◆ Problem to solve
How many lines of the data include the string "TcpStream"? State the number and nothing else.

◆ Excerpted records
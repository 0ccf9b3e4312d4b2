// src/core/checks/tls.rs

use std::net::{TcpStream, ToSocketAddrs};
use std::time::Duration;

use async_trait::async_trait;
use chrono::{DateTime, Utc};
use native_tls::{Protocol, TlsConnector};
use tokio::task::spawn_blocking;
use tracing::{debug, error, info};
use x509_parser::prelude::*;

use crate::config::ScannerConfig;
use crate::core::checks::Checker;
use crate::core::models::{Finding, Severity, Target};

const CATEGORY: &str = "A02:2021 - Cryptographic Failures";

/// Deprecated protocol versions probed with a pinned handshake window.
const DEPRECATED_PROTOCOLS: &[(Protocol, &str)] = &[
    (Protocol::Tlsv10, "TLSv1.0"),
    (Protocol::Tlsv11, "TLSv1.1"),
];

/// Inspects the target's transport security: plain-HTTP targets get a single
/// critical finding, HTTPS targets are probed for deprecated protocol support
/// and certificate validity.
pub struct TlsChecker {
    timeout: Duration,
}

impl TlsChecker {
    pub fn new(config: &ScannerConfig) -> Self {
        Self {
            timeout: config.request_timeout,
        }
    }
}

#[async_trait]
impl Checker for TlsChecker {
    fn name(&self) -> &'static str {
        "tls"
    }

    async fn check(&self, target: &Target) -> Vec<Finding> {
        info!(target = %target, "Starting TLS check.");

        if !target.is_https() {
            return vec![Finding::new(
                "No HTTPS Enabled",
                Severity::Critical,
                "The website does not use HTTPS encryption.",
                CATEGORY,
                "Entire site",
                "Enable HTTPS with a valid SSL/TLS certificate.",
            )];
        }

        let host = target.host().to_string();
        let port = target.port();
        let timeout = self.timeout;

        debug!("Spawning blocking task for TLS probes.");
        spawn_blocking(move || probe_tls(&host, port, timeout))
            .await
            .unwrap_or_else(|e| {
                error!(panic = %e, "Blocking TLS probe task panicked.");
                Vec::new()
            })
    }
}

fn probe_tls(host: &str, port: u16, timeout: Duration) -> Vec<Finding> {
    let mut findings = Vec::new();

    for (protocol, label) in DEPRECATED_PROTOCOLS {
        if handshake_pinned(host, port, *protocol, timeout).is_ok() {
            debug!(protocol = label, "Deprecated protocol handshake succeeded.");
            findings.push(Finding::new(
                "Weak TLS Configuration",
                Severity::Medium,
                format!("Server supports deprecated protocol: {label}"),
                CATEGORY,
                "HTTPS endpoint",
                "Disable TLS 1.0 and 1.1. Only support TLS 1.2 and TLS 1.3.",
            ));
        }
    }

    match inspect_certificate(host, port, timeout) {
        Ok(Some(validity)) => findings.extend(evaluate_validity(&validity)),
        Ok(None) => debug!("Handshake succeeded but the server sent no certificate."),
        Err(e) => debug!(error = %e, "Certificate inspection failed, skipping."),
    }

    info!(findings = findings.len(), "TLS check finished.");
    findings
}

/// Attempts a handshake restricted to exactly one protocol version.
/// Certificate validation is disabled so that protocol support is measured
/// independently of certificate problems.
fn handshake_pinned(
    host: &str,
    port: u16,
    protocol: Protocol,
    timeout: Duration,
) -> Result<(), String> {
    let connector = TlsConnector::builder()
        .min_protocol_version(Some(protocol))
        .max_protocol_version(Some(protocol))
        .danger_accept_invalid_certs(true)
        .danger_accept_invalid_hostnames(true)
        .build()
        .map_err(|e| format!("TlsConnector Error: {e}"))?;

    let stream = connect_with_timeout(host, port, timeout)?;
    connector
        .connect(host, stream)
        .map_err(|e| format!("Handshake Error: {e}"))?;
    Ok(())
}

struct CertValidity {
    currently_valid: bool,
    days_until_expiry: i64,
    not_after: DateTime<Utc>,
}

/// Judges the parsed validity window. Expired certificates are high severity;
/// a certificate inside its last 30 days is flagged low.
fn evaluate_validity(validity: &CertValidity) -> Option<Finding> {
    if !validity.currently_valid {
        return Some(Finding::new(
            "Expired TLS Certificate",
            Severity::High,
            format!(
                "The certificate is outside its validity window (expires {}).",
                validity.not_after.format("%Y-%m-%d")
            ),
            CATEGORY,
            "HTTPS endpoint",
            "Renew the TLS certificate and automate rotation before expiry.",
        ));
    }
    if (0..=30).contains(&validity.days_until_expiry) {
        return Some(Finding::new(
            "TLS Certificate Expiring Soon",
            Severity::Low,
            format!(
                "The certificate expires in {} days.",
                validity.days_until_expiry
            ),
            CATEGORY,
            "HTTPS endpoint",
            "Renew the TLS certificate before it lapses.",
        ));
    }
    None
}

fn inspect_certificate(
    host: &str,
    port: u16,
    timeout: Duration,
) -> Result<Option<CertValidity>, String> {
    // Verification stays off so the chain of an expired or mis-issued
    // certificate is still retrievable; validity is judged from the parsed
    // dates, not from the handshake outcome.
    let connector = TlsConnector::builder()
        .danger_accept_invalid_certs(true)
        .danger_accept_invalid_hostnames(true)
        .build()
        .map_err(|e| format!("TlsConnector Error: {e}"))?;
    let stream = connect_with_timeout(host, port, timeout)?;
    let stream = connector
        .connect(host, stream)
        .map_err(|e| format!("TLS Handshake Error: {e}"))?;

    let cert = match stream.peer_certificate() {
        Ok(Some(c)) => c,
        Ok(None) => return Ok(None),
        Err(e) => return Err(format!("Could not get peer certificate: {e}")),
    };

    let cert_der = cert
        .to_der()
        .map_err(|e| format!("Could not convert certificate to DER: {e}"))?;
    let (_, x509) =
        parse_x509_certificate(&cert_der).map_err(|e| format!("X.509 Parse Error: {e}"))?;

    let validity = x509.validity();
    let not_before = asn1_time_to_chrono_utc(&validity.not_before);
    let not_after = asn1_time_to_chrono_utc(&validity.not_after);
    let now = Utc::now();

    Ok(Some(CertValidity {
        currently_valid: now > not_before && now < not_after,
        days_until_expiry: not_after.signed_duration_since(now).num_days(),
        not_after,
    }))
}

fn connect_with_timeout(host: &str, port: u16, timeout: Duration) -> Result<TcpStream, String> {
    let addr = (host, port)
        .to_socket_addrs()
        .map_err(|e| format!("DNS Error: {e}"))?
        .next()
        .ok_or_else(|| format!("no address for {host}"))?;
    let stream =
        TcpStream::connect_timeout(&addr, timeout).map_err(|e| format!("TCP Error: {e}"))?;
    stream
        .set_read_timeout(Some(timeout))
        .and_then(|_| stream.set_write_timeout(Some(timeout)))
        .map_err(|e| format!("Socket Error: {e}"))?;
    Ok(stream)
}

fn asn1_time_to_chrono_utc(time: &ASN1Time) -> DateTime<Utc> {
    DateTime::from_timestamp(time.timestamp(), 0).unwrap_or_default()
}

#[cfg(test)]
mod tests {
    use super::*;

    #[tokio::test]
    async fn plain_http_target_is_a_single_critical_finding() {
        let checker = TlsChecker::new(&ScannerConfig::default());
        let target = Target::parse("http://example.com").unwrap();
        let findings = checker.check(&target).await;

        assert_eq!(findings.len(), 1);
        assert_eq!(findings[0].title, "No HTTPS Enabled");
        assert_eq!(findings[0].severity, Severity::Critical);
    }

    fn validity(currently_valid: bool, days_until_expiry: i64) -> CertValidity {
        CertValidity {
            currently_valid,
            days_until_expiry,
            not_after: Utc::now() + chrono::Duration::days(days_until_expiry),
        }
    }

    #[test]
    fn expired_certificate_is_a_high_finding() {
        let finding = evaluate_validity(&validity(false, -12)).unwrap();
        assert_eq!(finding.title, "Expired TLS Certificate");
        assert_eq!(finding.severity, Severity::High);
    }

    #[test]
    fn certificate_in_its_last_month_is_flagged() {
        let finding = evaluate_validity(&validity(true, 10)).unwrap();
        assert_eq!(finding.title, "TLS Certificate Expiring Soon");
        assert_eq!(finding.severity, Severity::Low);
        assert!(finding.description.contains("10 days"));
    }

    #[test]
    fn healthy_certificate_is_clean() {
        assert!(evaluate_validity(&validity(true, 200)).is_none());
    }

    #[tokio::test]
    async fn unreachable_https_target_yields_no_findings() {
        let checker = TlsChecker::new(&ScannerConfig {
            request_timeout: Duration::from_millis(300),
            ..ScannerConfig::default()
        });
        let target = Target::parse("https://127.0.0.1:1").unwrap();
        assert!(checker.check(&target).await.is_empty());
    }
}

◆ Worked solution
3